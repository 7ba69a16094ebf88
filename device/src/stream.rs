//! Streams and events.
//!
//! A stream is an ordering domain: copies and launches enqueued on the same
//! stream execute in submission order. Events mark a point on a stream that
//! other streams (or the host) can wait for.

use std::sync::Arc;

use crate::driver::Driver;
use crate::error::Result;

#[derive(Debug, Clone, Copy, PartialEq, Eq, Hash, PartialOrd, Ord, derive_more::Display)]
#[display("stream#{_0}")]
pub struct StreamId(pub u32);

#[derive(Debug, Clone, Copy, PartialEq, Eq, Hash, PartialOrd, Ord, derive_more::Display)]
#[display("event#{_0}")]
pub struct EventId(pub u32);

/// Owned stream, destroyed on drop.
#[derive(Debug)]
pub struct Stream {
    driver: Arc<dyn Driver>,
    id: StreamId,
}

impl Stream {
    pub fn new(driver: &Arc<dyn Driver>) -> Result<Self> {
        let id = driver.create_stream()?;
        Ok(Self { driver: Arc::clone(driver), id })
    }

    pub fn id(&self) -> StreamId {
        self.id
    }

    /// Block until all work enqueued on this stream has completed.
    pub fn synchronize(&self) -> Result<()> {
        self.driver.synchronize_stream(self.id)
    }

    pub fn record(&self, event: EventId) -> Result<()> {
        self.driver.record_event(event, self.id)
    }

    /// Make later work on this stream wait for `event`.
    pub fn wait(&self, event: EventId) -> Result<()> {
        self.driver.stream_wait_event(self.id, event)
    }
}

impl Drop for Stream {
    fn drop(&mut self) {
        if let Err(error) = self.driver.destroy_stream(self.id) {
            tracing::warn!(stream = %self.id, %error, "failed to destroy stream");
        }
    }
}
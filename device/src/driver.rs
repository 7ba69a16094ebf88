//! Device driver contract.
//!
//! The dispatch engine treats the driver as an opaque service. Everything it
//! needs from the hardware goes through this trait: memory, copies, streams,
//! events, binary registration and the engine-specific launch primitives.
//!
//! # Ordering
//!
//! Asynchronous copies and launches on one stream execute in submission
//! order. The engine relies on this FIFO guarantee instead of explicit fences:
//! argument and tiling uploads are enqueued before the launch that reads them.

use crate::error::Result;
use crate::launch::{AiCpuLaunch, BinHandle, FftsPlusLaunch, FuncHandle, HandleLaunch, KernelBinary, KernelLaunch};
use crate::memory::{DevicePtr, MemoryKind};
use crate::stream::{EventId, StreamId};

pub trait Driver: Send + Sync + std::fmt::Debug {
    /// Allocate `size` bytes of device memory.
    fn malloc(&self, size: usize, kind: MemoryKind) -> Result<DevicePtr>;

    /// Release memory returned by [`Driver::malloc`].
    fn free(&self, ptr: DevicePtr) -> Result<()>;

    /// Blocking host-to-device copy.
    fn memcpy_htod(&self, dst: DevicePtr, src: &[u8]) -> Result<()>;

    /// Host-to-device copy ordered on `stream`.
    ///
    /// The source bytes are captured at enqueue time.
    fn memcpy_htod_async(&self, dst: DevicePtr, src: &[u8], stream: StreamId) -> Result<()>;

    /// Blocking device-to-host copy.
    fn memcpy_dtoh(&self, dst: &mut [u8], src: DevicePtr) -> Result<()>;

    fn create_stream(&self) -> Result<StreamId>;

    fn destroy_stream(&self, stream: StreamId) -> Result<()>;

    /// Block the host until all work on `stream` has completed.
    fn synchronize_stream(&self, stream: StreamId) -> Result<()>;

    fn create_event(&self) -> Result<EventId>;

    /// Mark the current tail of `stream` with `event`.
    fn record_event(&self, event: EventId, stream: StreamId) -> Result<()>;

    /// Make later work on `stream` wait until `event` has been reached.
    fn stream_wait_event(&self, stream: StreamId, event: EventId) -> Result<()>;

    /// Return `event` to the unreached state, ordered on `stream`.
    fn reset_event(&self, event: EventId, stream: StreamId) -> Result<()>;

    /// Block the host until `event` is reached. `timeout_ms == 0` waits forever.
    fn synchronize_event(&self, event: EventId, timeout_ms: u64) -> Result<()>;

    /// Device address kernels use to signal or poll `event`.
    fn event_address(&self, event: EventId) -> Result<DevicePtr>;

    fn register_binary(&self, binary: &KernelBinary) -> Result<BinHandle>;

    /// Resolve the entry point named `stub` inside `bin`.
    fn register_function(&self, bin: BinHandle, stub: &str) -> Result<FuncHandle>;

    fn launch_kernel(&self, launch: &KernelLaunch, stream: StreamId) -> Result<()>;

    fn launch_kernel_with_handle(&self, launch: &HandleLaunch, stream: StreamId) -> Result<()>;

    fn launch_aicpu(&self, launch: &AiCpuLaunch, stream: StreamId) -> Result<()>;

    fn launch_ffts_plus(&self, launch: &FftsPlusLaunch, stream: StreamId) -> Result<()>;
}
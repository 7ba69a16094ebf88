//! Launch descriptors for the accelerator's compute engines.
//!
//! Each engine category has its own launch primitive:
//! - AI-core kernels by function handle (static kernels)
//! - AI-core kernels by binary handle plus tiling key (tiling-dispatched kernels)
//! - AI-CPU kernels by shared-object and kernel name
//! - FFTS+ tasks: a list of contexts launched together

use crate::memory::DevicePtr;

/// Handle of a kernel binary registered with the driver.
#[derive(Debug, Clone, Copy, PartialEq, Eq, Hash, PartialOrd, Ord, derive_more::Display)]
#[display("bin#{_0}")]
pub struct BinHandle(pub u64);

/// Handle of a kernel entry point inside a registered binary.
#[derive(Debug, Clone, Copy, PartialEq, Eq, Hash, PartialOrd, Ord, derive_more::Display)]
#[display("func#{_0}")]
pub struct FuncHandle(pub u64);

/// Which engine a binary targets.
#[derive(Debug, Clone, Copy, PartialEq, Eq, Hash, strum::Display, strum::EnumString)]
#[strum(serialize_all = "snake_case")]
pub enum BinaryKind {
    AiCore,
    AiCpu,
}

/// A loadable kernel binary as produced by the kernel compiler.
#[derive(Debug, Clone, PartialEq, Eq)]
pub struct KernelBinary {
    /// Registry key; identical keys share one registration.
    pub key: String,
    pub kind: BinaryKind,
    pub bytes: Vec<u8>,
}

impl KernelBinary {
    pub fn new(key: impl Into<String>, kind: BinaryKind, bytes: Vec<u8>) -> Self {
        Self { key: key.into(), kind, bytes }
    }
}

/// Location of a task's argument buffer in device memory.
#[derive(Debug, Clone, Copy, PartialEq, Eq, Default)]
pub struct LaunchArgs {
    pub ptr: DevicePtr,
    pub size: usize,
}

/// Scheduling knobs shared by AI-core launches.
#[derive(Debug, Clone, Copy, PartialEq, Eq, Default)]
pub struct LaunchConfig {
    pub block_dim: u32,
    pub schedule_mode: u32,
    /// Dynamic local-memory bytes requested per block.
    pub local_memory_size: u32,
}

/// Launch of a static kernel entry point.
#[derive(Debug, Clone, PartialEq, Eq)]
pub struct KernelLaunch {
    pub func: FuncHandle,
    pub config: LaunchConfig,
    pub args: LaunchArgs,
}

/// Launch of a tiling-dispatched kernel: the device picks the entry point
/// inside `bin` from `tiling_key`.
#[derive(Debug, Clone, PartialEq, Eq)]
pub struct HandleLaunch {
    pub bin: BinHandle,
    pub tiling_key: u64,
    pub config: LaunchConfig,
    pub args: LaunchArgs,
}

/// Launch of an AI-CPU kernel.
#[derive(Debug, Clone, PartialEq, Eq)]
pub struct AiCpuLaunch {
    pub so_name: String,
    pub kernel_name: String,
    pub block_dim: u32,
    pub args: LaunchArgs,
    /// Set for user-supplied AI-CPU kernels loaded from `bin`.
    pub custom: Option<BinHandle>,
}

/// Entry point of an FFTS+ compute context.
#[derive(Debug, Clone, Copy, PartialEq, Eq)]
pub enum ContextEntry {
    Function(FuncHandle),
    Handle { bin: BinHandle, tiling_key: u64 },
}

/// One sub-task of an FFTS+ launch.
#[derive(Debug, Clone, PartialEq, Eq)]
pub enum FftsContext {
    /// AI-core compute. Mixed contexts run cube and vector cores together.
    AiCore { entry: ContextEntry, config: LaunchConfig, args: LaunchArgs, mixed: bool },
    AiCpu { so_name: String, kernel_name: String, block_dim: u32, args: LaunchArgs },
    /// Pure data movement without a kernel.
    DataMovement { src: DevicePtr, dst: DevicePtr, len: usize },
}

#[derive(Debug, Clone, PartialEq, Eq)]
pub struct FftsPlusLaunch {
    pub contexts: Vec<FftsContext>,
}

▬▬▬▬▬▬▬▬▬▬

WORK ITEM: Please give back exactly the lines of the listing above that run from the one containing "key.into(), kind, bytes" through the one containing "an AI-CPU kernel.", and only those.

TASK RESPONSE:
        Self { key: key.into(), kind, bytes }
    }
}

/// Location of a task's argument buffer in device memory.
#[derive(Debug, Clone, Copy, PartialEq, Eq, Default)]
pub struct LaunchArgs {
    pub ptr: DevicePtr,
    pub size: usize,
}

/// Scheduling knobs shared by AI-core launches.
#[derive(Debug, Clone, Copy, PartialEq, Eq, Default)]
pub struct LaunchConfig {
    pub block_dim: u32,
    pub schedule_mode: u32,
    /// Dynamic local-memory bytes requested per block.
    pub local_memory_size: u32,
}

/// Launch of a static kernel entry point.
#[derive(Debug, Clone, PartialEq, Eq)]
pub struct KernelLaunch {
    pub func: FuncHandle,
    pub config: LaunchConfig,
    pub args: LaunchArgs,
}

/// Launch of a tiling-dispatched kernel: the device picks the entry point
/// inside `bin` from `tiling_key`.
#[derive(Debug, Clone, PartialEq, Eq)]
pub struct HandleLaunch {
    pub bin: BinHandle,
    pub tiling_key: u64,
    pub config: LaunchConfig,
    pub args: LaunchArgs,
}

/// Launch of an AI-CPU kernel.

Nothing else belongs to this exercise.